Détrompons-nous. Il faut le temps que des mécanismes naturels se déclenchent pour organiser dans le corps psychique, « choqué » par la mort, une espèce de « cerveau » assez structuré pour autoriser une vague conscience personnelle à ce niveau. Mme Blavatsky a fait cette suggestion : « Le corps astral qui, pendant la vie est recouvert de l’enveloppe physique grossière, devient à son tour — une fois que la mort physique l’a libéré de cette carapace — la coquille qui abrite un autre corps plus éthéré. »

Cette élaboration commence aussitôt après la mort. Un tel processus se répète à chaque transition quand la conscience passe d’une sphère à l’autre. « Mais l’âme immortelle… ne change jamais, et reste indestructible. » Rappelons ici ce que nous avons appris de L’Inde : le décédé doit se constituer un corps spécial (deha) pour goûter les jouissances ou souf­frances post mortem. En fait, on le voit, ce corps est plutôt une base intérieure de conscience, un champ psychique assez structuré pour y recevoir les expériences propres au plan abordé.

La conscience personnelle va-t-elle d’ailleurs se réveiller complètement à chaque étape avant de rejoindre sa source ?

La réponse est non. En général. Il y a des exceptions [29]. Et des excep­tions aux exceptions [30].

Cette disposition de la Nature est d’ailleurs fort heureuse. Car le monde de la mort est un monde d’effets que subit la conscience, sans pouvoir exercer le contrôle de la volonté. Et il se trouve que la traversée de l’uni­vers psychique, ou astral, n’est pas de tout repos.

Un étrange creuset d’alchimiste

Faisons le point : le corps subtil privé de son prolongement physique n’est plus d’aucune utilité pour l’Ego. Commence alors un phénomène de rejet de cette enveloppe qui a fait son temps, et est vouée à la décom­position. Mais en se dégageant de cette entrave, l’Ego va entraîner avec lui — un peu comme un puissant aimant attire la limaille de fer en suspension dans un liquide — toutes les énergies psychiques du corps astral qui sont en harmonie avec sa nature. Une image plus poétique est celle du cygne (Hamsa) de la légende indienne qu’on dit capable de séparer, pour s’en nourrir, le lait de l’eau.

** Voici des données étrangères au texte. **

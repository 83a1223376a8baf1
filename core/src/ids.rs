/// Document ids are opaque strings minted by the authoring surface. The
/// relay only validates shape: non-empty, bounded, and limited to a
/// conservative character set so ids can be embedded in cache keys and
/// log lines without escaping.
pub const MAX_DOCUMENT_ID_LEN: usize = 255;

pub fn is_valid_document_id(id: &str) -> bool {
    if id.is_empty() || id.len() > MAX_DOCUMENT_ID_LEN {
        return false;
    }

    id.chars()
        .all(|ch| ch.is_ascii_alphanumeric() || matches!(ch, '-' | '_' | '.' | ':'))
}
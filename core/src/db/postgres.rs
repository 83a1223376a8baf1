use anyhow::{Context, Result, anyhow};
use async_trait::async_trait;
use chrono::{DateTime, Utc};
use sqlx::{Pool, Postgres, Row, postgres::PgPoolOptions, postgres::PgRow};
use uuid::Uuid;

use crate::store::{
    DocumentRecord, Permission, RelayStore, ShareLinkRecord, ShareRecord, VersionRecord,
};

pub type PostgresPool = Pool<Postgres>;

pub async fn create_pool(url: &str, max_connections: u32) -> Result<PostgresPool> {
    let max_connections = max_connections.max(1);

    PgPoolOptions::new()
        .max_connections(max_connections)
        .connect(url)
        .await
        .with_context(|| format!("failed to connect to postgres database: {url}"))
}

/// Durable store backed by the authoring application's Postgres schema.
/// The relay reads `documents`, `shares`, and `share_links`, and appends
/// to `versions`; it never mutates anything else.
pub struct PostgresRelayStore {
    pool: PostgresPool,
}

impl PostgresRelayStore {
    pub fn new(pool: PostgresPool) -> Self {
        Self { pool }
    }

    fn map_document(row: PgRow) -> DocumentRecord {
        DocumentRecord {
            id: row.get("id"),
            owner_id: row.get("owner_id"),
            title: row.get("title"),
            created_at: row.get::<DateTime<Utc>, _>("created_at"),
            updated_at: row.get::<DateTime<Utc>, _>("updated_at"),
        }
    }

    fn map_version(row: PgRow) -> VersionRecord {
        VersionRecord {
            id: row.get("id"),
            document_id: row.get("document_id"),
            author_id: row.get("author_id"),
            summary: row.get("summary"),
            snapshot: row.get::<Vec<u8>, _>("snapshot"),
            created_at: row.get::<DateTime<Utc>, _>("created_at"),
        }
    }

    fn parse_permission(raw: &str) -> Result<Permission> {
        Permission::parse(raw).ok_or_else(|| anyhow!("unknown permission value '{raw}'"))
    }
}

#[async_trait]
impl RelayStore for PostgresRelayStore {
    async fn find_document_by_id(&self, document_id: &str) -> Result<Option<DocumentRecord>> {
        let row = sqlx::query(
            "SELECT id, owner_id, title, created_at, updated_at
             FROM documents
             WHERE id = $1",
        )
        .bind(document_id)
        .fetch_optional(&self.pool)
        .await?;

        Ok(row.map(Self::map_document))
    }

    async fn find_share_by_document_and_user(
        &self,
        document_id: &str,
        user_id: &str,
    ) -> Result<Option<ShareRecord>> {
        let row = sqlx::query(
            "SELECT document_id, user_id, permission
             FROM shares
             WHERE document_id = $1 AND user_id = $2",
        )
        .bind(document_id)
        .bind(user_id)
        .fetch_optional(&self.pool)
        .await?;

        row.map(|row| {
            Ok(ShareRecord {
                document_id: row.get("document_id"),
                user_id: row.get("user_id"),
                permission: Self::parse_permission(row.get::<String, _>("permission").as_str())?,
            })
        })
        .transpose()
    }

    async fn find_valid_share_link(
        &self,
        document_id: &str,
        token: &str,
        now: DateTime<Utc>,
    ) -> Result<Option<ShareLinkRecord>> {
        let row = sqlx::query(
            "SELECT document_id, token, permission, expires_at
             FROM share_links
             WHERE document_id = $1
               AND token = $2
               AND (expires_at IS NULL OR expires_at > $3)",
        )
        .bind(document_id)
        .bind(token)
        .bind(now)
        .fetch_optional(&self.pool)
        .await?;

        row.map(|row| {
            Ok(ShareLinkRecord {
                document_id: row.get("document_id"),
                token: row.get("token"),
                permission: Self::parse_permission(row.get::<String, _>("permission").as_str())?,
                expires_at: row.get::<Option<DateTime<Utc>>, _>("expires_at"),
            })
        })
        .transpose()
    }

    async fn find_latest_version(&self, document_id: &str) -> Result<Option<VersionRecord>> {
        let row = sqlx::query(
            "SELECT id, document_id, author_id, summary, snapshot, created_at
             FROM versions
             WHERE document_id = $1
             ORDER BY created_at DESC, id DESC
             LIMIT 1",
        )
        .bind(document_id)
        .fetch_optional(&self.pool)
        .await?;

        Ok(row.map(Self::map_version))
    }

    async fn create_version(
        &self,
        document_id: &str,
        author_id: &str,
        summary: &str,
        snapshot: &[u8],
    ) -> Result<VersionRecord> {
        let id = Uuid::new_v4().to_string();
        let created_at = Utc::now();

        sqlx::query(
            "INSERT INTO versions (id, document_id, author_id, summary, snapshot, created_at)
             VALUES ($1, $2, $3, $4, $5, $6)",
        )
        .bind(&id)
        .bind(document_id)
        .bind(author_id)
        .bind(summary)
        .bind(snapshot)
        .bind(created_at)
        .execute(&self.pool)
        .await?;

        Ok(VersionRecord {
            id,
            document_id: document_id.to_owned(),
            author_id: author_id.to_owned(),
            summary: summary.to_owned(),
            snapshot: snapshot.to_vec(),
            created_at,
        })
    }
}
// Quillpad relay - entry point. Bootstrap and CLI only; the relay itself
// lives in the library modules.

pub use quillpad_server::*;

use std::sync::Arc;

use anyhow::{Context, bail};
use clap::{Parser, Subcommand};
use dotenvy::dotenv;
use quillpad_core::{
    RelayConfig,
    db::{PostgresRelayStore, create_pool},
};
use tokio::net::TcpListener;
use tracing::{error, info, warn};
use tracing_subscriber::EnvFilter;

use quillpad_server::{
    cache::{RedisSnapshotCache, SnapshotCache},
    router,
    state::build_state,
    sweeper,
};

const DATABASE_MAX_CONNECTIONS: u32 = 16;

#[derive(Parser, Debug)]
#[command(author, version, about = "Quillpad realtime relay", long_about = None)]
struct Cli {
    #[command(subcommand)]
    command: Option<Command>,
}

#[derive(Subcommand, Debug)]
enum Command {
    /// Start the relay server
    Serve,
}

#[tokio::main]
async fn main() -> anyhow::Result<()> {
    let env_loaded = dotenv().is_ok();
    init_tracing();
    if env_loaded {
        info!("loaded environment variables from .env");
    }

    let cli = Cli::parse();
    let config = RelayConfig::load()?;

    match cli.command.unwrap_or(Command::Serve) {
        Command::Serve => run_serve(config).await,
    }
}

fn init_tracing() {
    let env_filter = EnvFilter::try_from_default_env().unwrap_or_else(|_| EnvFilter::new("info"));
    let _ = tracing_subscriber::fmt()
        .with_env_filter(env_filter)
        .with_ansi(false)
        .try_init();
}

async fn run_serve(config: RelayConfig) -> anyhow::Result<()> {
    let Some(database_url) = config.database_url.as_deref() else {
        bail!("DATABASE_URL must be set");
    };

    let pool = create_pool(database_url, DATABASE_MAX_CONNECTIONS).await?;
    let store = Arc::new(PostgresRelayStore::new(pool));

    let cache: Option<Arc<dyn SnapshotCache>> = match config.redis_url.as_deref() {
        Some(url) => match RedisSnapshotCache::connect(url).await {
            Ok(cache) => {
                info!("snapshot cache connected");
                Some(Arc::new(cache))
            }
            Err(err) => {
                warn!(error = %err, "snapshot cache unavailable; running durable-only");
                None
            }
        },
        None => {
            info!("no REDIS_URL configured; running durable-only");
            None
        }
    };

    let state = build_state(&config.jwt_secret, config.timings, store, cache);
    let sweeper_handle = sweeper::spawn_sweeper(state.clone());

    let app = router::build_router(state.clone());
    let listener = TcpListener::bind(config.bind_address)
        .await
        .context("failed to bind socket")?;
    let actual_addr = listener
        .local_addr()
        .context("failed to read local address")?;

    info!("listening on {actual_addr}");

    if let Err(err) = axum::serve(listener, app)
        .with_graceful_shutdown(shutdown_signal())
        .await
    {
        error!(?err, "server terminated with error");
    }

    sweeper_handle.abort();

    // Complete owed persists so the durable tier holds the last merged
    // state across the restart.
    state.registry.flush_all(&state.snapshots).await;
    info!("pending persists flushed; shutting down");

    Ok(())
}

#[cfg(unix)]
async fn wait_for_signal(kind: tokio::signal::unix::SignalKind) {
    let mut stream =
        tokio::signal::unix::signal(kind).expect("signal handler registration cannot fail");
    stream.recv().await;
}

async fn shutdown_signal() {
    #[cfg(unix)]
    {
        use tokio::signal::unix::SignalKind;

        tokio::select! {
            _ = wait_for_signal(SignalKind::terminate()) => {}
            _ = wait_for_signal(SignalKind::interrupt()) => {}
        }
    }

    #[cfg(not(unix))]
    {
        let _ = tokio::signal::ctrl_c().await;
    }
}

Cette phase est capitale : elle permet à l’Ego de réunir tout le butin spirituel de la vie qui vient de s’écouler. Il paraît que cette opération, qui finalement ampute l’animal psychique de ses forces vives, ne se fait pas sans mal. Ce n’est pas une idéale décantation. On peut évoquer un creuset d’alchimiste où travaille une masse en fusion pour aboutir à séparer le métal pur de ses scories. Mais ici nous n’avons pas affaire à des éléments inertes : la séparation des énergies terrestres et célestes est un processus… énergique.

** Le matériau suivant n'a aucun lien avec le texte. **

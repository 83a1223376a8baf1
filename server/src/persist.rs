use std::{
    sync::{
        Arc,
        atomic::{AtomicBool, Ordering},
    },
    time::{Duration, Instant},
};

use anyhow::{Context, Result};
use base64::{Engine as _, engine::general_purpose::STANDARD as BASE64};
use dashmap::DashMap;
use quillpad_core::RelayStore;
use tracing::{debug, warn};

use crate::cache::{CacheError, SnapshotCache, state_key};

/// Tiered snapshot persistence: an optional fast cache in front of the
/// append-only durable version store.
///
/// While the cache is ready it is authoritative for live collaboration
/// and absorbs the whole update stream; durable rows are only written by
/// the degraded path below (and by explicit user saves, which live in the
/// authoring surface). When the cache reports a lost connection the tier
/// flips to durable-only and writes rate-limited auto-saves so a cold
/// restart still has something recent to restore from.
pub struct SnapshotStore {
    cache: Option<Arc<dyn SnapshotCache>>,
    cache_ready: AtomicBool,
    store: Arc<dyn RelayStore>,
    durable_write_floor: Duration,
    last_durable_save: DashMap<String, Instant>,
}

pub const AUTO_SAVE_SUMMARY: &str = "Auto-save";

impl SnapshotStore {
    pub fn new(
        store: Arc<dyn RelayStore>,
        cache: Option<Arc<dyn SnapshotCache>>,
        durable_write_floor: Duration,
    ) -> Self {
        let has_cache = cache.is_some();
        Self {
            cache,
            cache_ready: AtomicBool::new(has_cache),
            store,
            durable_write_floor,
            last_durable_save: DashMap::new(),
        }
    }

    /// Whether the fast tier is currently usable. Never cache this across
    /// awaits; the bit can flip under load.
    pub fn cache_ready(&self) -> bool {
        self.cache.is_some() && self.cache_ready.load(Ordering::SeqCst)
    }

    /// Latest known snapshot bytes for a document: cache first, then the
    /// most recent durable version, then none.
    pub async fn load_latest(&self, document_id: &str) -> Result<Option<Vec<u8>>> {
        if let Some(cache) = self.ready_cache() {
            match cache.get(&state_key(document_id)).await {
                Ok(Some(encoded)) => match BASE64.decode(encoded.as_bytes()) {
                    Ok(bytes) => return Ok(Some(bytes)),
                    Err(err) => {
                        warn!(document_id, error = %err, "cache held undecodable snapshot; falling back");
                    }
                },
                Ok(None) => {}
                Err(CacheError::ConnectionLost) => self.mark_cache_down(document_id),
                Err(err) => {
                    warn!(document_id, error = %err, "cache read failed; falling back to durable store");
                }
            }
        }

        let version = self
            .store
            .find_latest_version(document_id)
            .await
            .context("load latest version")?;
        Ok(version.map(|version| version.snapshot))
    }

    /// Persists the current document state. Cache-only while the cache is
    /// ready; otherwise a rate-limited, deduplicated durable auto-save.
    pub async fn save_snapshot(&self, document_id: &str, bytes: &[u8]) -> Result<()> {
        if let Some(cache) = self.ready_cache() {
            let encoded = BASE64.encode(bytes);
            match cache.set(&state_key(document_id), &encoded).await {
                Ok(()) => return Ok(()),
                Err(CacheError::ConnectionLost) => self.mark_cache_down(document_id),
                Err(err) => {
                    return Err(anyhow::anyhow!(err)).context("cache snapshot write");
                }
            }
        }

        self.save_durable(document_id, bytes).await
    }

    async fn save_durable(&self, document_id: &str, bytes: &[u8]) -> Result<()> {
        if let Some(last) = self.last_durable_save.get(document_id) {
            if last.elapsed() < self.durable_write_floor {
                debug!(document_id, "durable auto-save floor not reached; skipping");
                return Ok(());
            }
        }

        let latest = self
            .store
            .find_latest_version(document_id)
            .await
            .context("compare against latest version")?;
        if latest.is_some_and(|version| version.snapshot == bytes) {
            debug!(document_id, "snapshot unchanged since latest version; skipping");
            return Ok(());
        }

        let Some(document) = self
            .store
            .find_document_by_id(document_id)
            .await
            .context("resolve document owner for auto-save")?
        else {
            warn!(document_id, "document vanished before auto-save; skipping");
            return Ok(());
        };

        self.store
            .create_version(document_id, &document.owner_id, AUTO_SAVE_SUMMARY, bytes)
            .await
            .context("append auto-save version")?;
        self.last_durable_save
            .insert(document_id.to_owned(), Instant::now());

        debug!(document_id, bytes = bytes.len(), "durable auto-save written");
        Ok(())
    }

    /// Issued from the sweeper tick so a recovered cache flips the tier
    /// back to the fast path.
    pub async fn probe_cache(&self) {
        let Some(cache) = &self.cache else {
            return;
        };
        if self.cache_ready.load(Ordering::SeqCst) {
            return;
        }

        match cache.ping().await {
            Ok(()) => {
                self.cache_ready.store(true, Ordering::SeqCst);
                warn!("snapshot cache back online; resuming cache-first persistence");
            }
            Err(err) => {
                debug!(error = %err, "snapshot cache still unreachable");
            }
        }
    }

    fn ready_cache(&self) -> Option<&Arc<dyn SnapshotCache>> {
        if self.cache_ready() {
            self.cache.as_ref()
        } else {
            None
        }
    }

    fn mark_cache_down(&self, document_id: &str) {
        if self.cache_ready.swap(false, Ordering::SeqCst) {
            warn!(document_id, "snapshot cache connection lost; falling back to durable writes");
        }
    }
}
use axum::{Router, routing::get};

use crate::{http, socket, state::AppState};

pub fn build_router(state: AppState) -> Router {
    Router::new()
        .route("/realtime", get(socket::ws_handler))
        .route("/metrics", get(http::metrics_handler))
        .route("/healthz", get(http::healthz_handler))
        .fallback(http::fallback_handler)
        .with_state(state)
}
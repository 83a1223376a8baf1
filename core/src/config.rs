use std::{
    env,
    net::{IpAddr, Ipv4Addr, SocketAddr},
    time::Duration,
};

use anyhow::{Context, Result, bail};

/// Relay configuration, resolved once at startup from the process
/// environment. `JWT_SECRET` is the only hard requirement; everything
/// else has a default or is optional.
#[derive(Debug, Clone)]
pub struct RelayConfig {
    pub bind_address: SocketAddr,
    pub jwt_secret: String,
    pub redis_url: Option<String>,
    pub database_url: Option<String>,
    pub timings: RelayTimings,
}

/// Timing knobs for the sweeper and the persistence tier. Defaults match
/// production behavior; integration tests shrink them.
#[derive(Debug, Clone, Copy)]
pub struct RelayTimings {
    /// Cadence of the heartbeat/sweeper task.
    pub heartbeat_interval: Duration,
    /// Presence entries older than this are evicted by the sweeper.
    pub heartbeat_timeout: Duration,
    /// Debounced persist delay while the cache tier is ready.
    pub persist_debounce_cache: Duration,
    /// Debounced persist delay when only durable writes remain.
    pub persist_debounce_durable: Duration,
    /// Minimum spacing between durable auto-saves per document.
    pub durable_write_floor: Duration,
}

impl Default for RelayTimings {
    fn default() -> Self {
        Self {
            heartbeat_interval: Duration::from_secs(5),
            heartbeat_timeout: Duration::from_secs(10),
            persist_debounce_cache: Duration::from_secs(1),
            persist_debounce_durable: Duration::from_secs(5),
            durable_write_floor: Duration::from_secs(5),
        }
    }
}

impl RelayConfig {
    const PORT_ENV: &'static str = "REALTIME_PORT";
    const JWT_SECRET_ENV: &'static str = "JWT_SECRET";
    const REDIS_URL_ENV: &'static str = "REDIS_URL";
    const DATABASE_URL_ENV: &'static str = "DATABASE_URL";

    const DEFAULT_PORT: u16 = 4001;

    pub fn load() -> Result<Self> {
        let port = match env::var(Self::PORT_ENV) {
            Ok(value) => value
                .trim()
                .parse::<u16>()
                .with_context(|| format!("invalid {name}", name = Self::PORT_ENV))?,
            Err(_) => Self::DEFAULT_PORT,
        };

        let Some(jwt_secret) = read_non_empty(Self::JWT_SECRET_ENV) else {
            bail!("{} must be set", Self::JWT_SECRET_ENV);
        };

        Ok(Self {
            bind_address: SocketAddr::new(IpAddr::V4(Ipv4Addr::UNSPECIFIED), port),
            jwt_secret,
            redis_url: read_non_empty(Self::REDIS_URL_ENV),
            database_url: read_non_empty(Self::DATABASE_URL_ENV),
            timings: RelayTimings::default(),
        })
    }
}

fn read_non_empty(var: &str) -> Option<String> {
    let value = env::var(var).ok()?;
    let trimmed = value.trim();
    if trimmed.is_empty() {
        None
    } else {
        Some(trimmed.to_owned())
    }
}

#[cfg(test)]
mod tests {
    use super::*;

    #[test]
    fn default_timings_match_contract() {
        let timings = RelayTimings::default();
        assert_eq!(timings.heartbeat_interval, Duration::from_secs(5));
        assert_eq!(timings.heartbeat_timeout, Duration::from_secs(10));
        assert_eq!(timings.persist_debounce_cache, Duration::from_secs(1));
        assert_eq!(timings.persist_debounce_durable, Duration::from_secs(5));
        assert_eq!(timings.durable_write_floor, Duration::from_secs(5));
    }
}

Il est question d’une sorte de lutte à mort, un combat suprême entre les deux pôles de la personnalité. C’est qu’il y a une énorme force psy­chique cachée dans nos passions, nos désirs insatisfaits, notre attache­ment farouche à la terre.

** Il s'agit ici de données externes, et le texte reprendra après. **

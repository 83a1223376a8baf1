use serde::{Deserialize, Serialize};
use serde_json::Value as JsonValue;

use crate::presence::{PresenceChange, PresenceUser, SelectionRange};

/// Client-supplied display identity inside `join_document`.
#[derive(Debug, Clone, Deserialize)]
#[serde(rename_all = "camelCase")]
pub struct ClientUser {
    #[serde(default)]
    pub name: Option<String>,
    #[serde(default)]
    pub avatar_color: Option<String>,
}

/// Inbound frames. JSON objects tagged by `type`; unknown types fail to
/// parse and are dropped by the connection handler.
#[derive(Debug, Deserialize)]
#[serde(tag = "type", rename_all = "snake_case", rename_all_fields = "camelCase")]
pub enum ClientFrame {
    JoinDocument {
        document_id: String,
        token: String,
        #[serde(default)]
        share_token: Option<String>,
        #[serde(default)]
        user: Option<ClientUser>,
        #[serde(default)]
        cursor_position: Option<u64>,
        #[serde(default)]
        selection_range: Option<SelectionRange>,
    },
    YjsUpdate {
        update: String,
    },
    CursorUpdate {
        #[serde(default)]
        name: Option<String>,
        #[serde(default)]
        avatar_color: Option<String>,
        #[serde(default)]
        cursor_position: Option<u64>,
        #[serde(default)]
        selection_range: Option<SelectionRange>,
        #[serde(default)]
        is_typing: Option<bool>,
    },
    Heartbeat,
    LeaveDocument,
}

impl ClientFrame {
    pub fn parse(raw: &str) -> Result<Self, serde_json::Error> {
        serde_json::from_str(raw)
    }
}

/// Outbound frames. `update` payloads are base64 CRDT state/update bytes.
#[derive(Debug, Clone, Serialize)]
#[serde(tag = "type", rename_all = "snake_case", rename_all_fields = "camelCase")]
pub enum ServerFrame {
    DocSync {
        update: String,
    },
    YjsUpdate {
        update: String,
    },
    PresenceUpdate {
        document_id: String,
        users: Vec<PresenceUser>,
    },
    Error {
        message: String,
    },
    /// Reserved for superseding an older connection of the same
    /// `(user, document)` pair; currently never sent. Receivers must not
    /// reconnect on receipt.
    #[allow(dead_code)]
    ConnectionReplaced,
}

impl ServerFrame {
    pub fn error(message: impl Into<String>) -> Self {
        ServerFrame::Error {
            message: message.into(),
        }
    }

    pub fn to_json(&self) -> String {
        serde_json::to_string(self).expect("server frames always serialize")
    }
}

pub fn presence_change_from_fields(
    name: Option<String>,
    avatar_color: Option<String>,
    cursor_position: Option<u64>,
    selection_range: Option<SelectionRange>,
    is_typing: Option<bool>,
) -> PresenceChange {
    PresenceChange {
        name,
        avatar_color,
        cursor_position,
        selection_range,
        is_typing,
    }
}

/// Loose check used by tests and tooling: does a raw frame look like a
/// given type without fully deserializing it.
pub fn frame_type(raw: &str) -> Option<String> {
    let value: JsonValue = serde_json::from_str(raw).ok()?;
    value.get("type")?.as_str().map(str::to_owned)
}
use tokio::{task::JoinHandle, time::sleep};
use tracing::debug;

use crate::state::AppState;

/// Process-wide heartbeat task: evicts stale members, reclaims empty
/// rooms, pings live connections, and probes a downed cache so it can
/// flip back to ready.
pub fn spawn_sweeper(state: AppState) -> JoinHandle<()> {
    tokio::spawn(async move {
        let interval = state.timings.heartbeat_interval;
        loop {
            sleep(interval).await;
            sweep_once(&state).await;
        }
    })
}

pub async fn sweep_once(state: &AppState) {
    let timeout = state.timings.heartbeat_timeout;

    for room in state.registry.rooms() {
        let evicted = room.evict_stale(timeout).await;
        for conn in evicted {
            state.connections.remove(&conn.conn_id);
            // Wakes the reader loop even if the connection is mid-await;
            // its close handler finishes the cleanup.
            conn.kill.notify_one();
            debug!(conn_id = %conn.conn_id, document_id = %room.document_id(), "stale connection evicted");
        }

        room.ping_all().await;
    }

    state.registry.sweep_idle();
    state.snapshots.probe_cache().await;
}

De toutes les régions du kâma loka des bouddhistes, cette zone astrale où a lieu cette expérience purgatorielle, est bien celle où les énergies de kâma (le désir) se déchaînent de toute leur force [31], jusqu’au moment de la seconde mort qui libère l’Ego de son fardeau.

S’il existe un jugement des morts, ne serait-ce pas à ce point du kâma loka qu’il se situe ? Il est vrai qu’il y a eu déjà la vision panoramique de la vie à l’heure dernière. Une vision globale, impartiale, mais sans condamnation. Ici, au contraire, l’âme personnelle est dans la balance. Tout l’agrégat des énergies psychiques d’une vie entière va-t-il être abandonné comme un inutile rebut dont rien ne mérite d’être sauve­gardé ? Ou bien se trouvera-t-il, dans toute cette masse, quelque filon d’humanité spirituelle à exploiter par l’Ego, pour l’intégrer à sa nature impérissable ?

Sauf exception, dans le cas d’êtres grossiers et méchants dont la per­sonnalité se réveille et s’active dans le climat de ce kâma loka, l’homme n’assiste pas consciemment à cette tempête, qui serait pour lui un inutile cauchemar — de même que la nature le préserve de sentir la désagréga­tion de son corps physique avant la mort.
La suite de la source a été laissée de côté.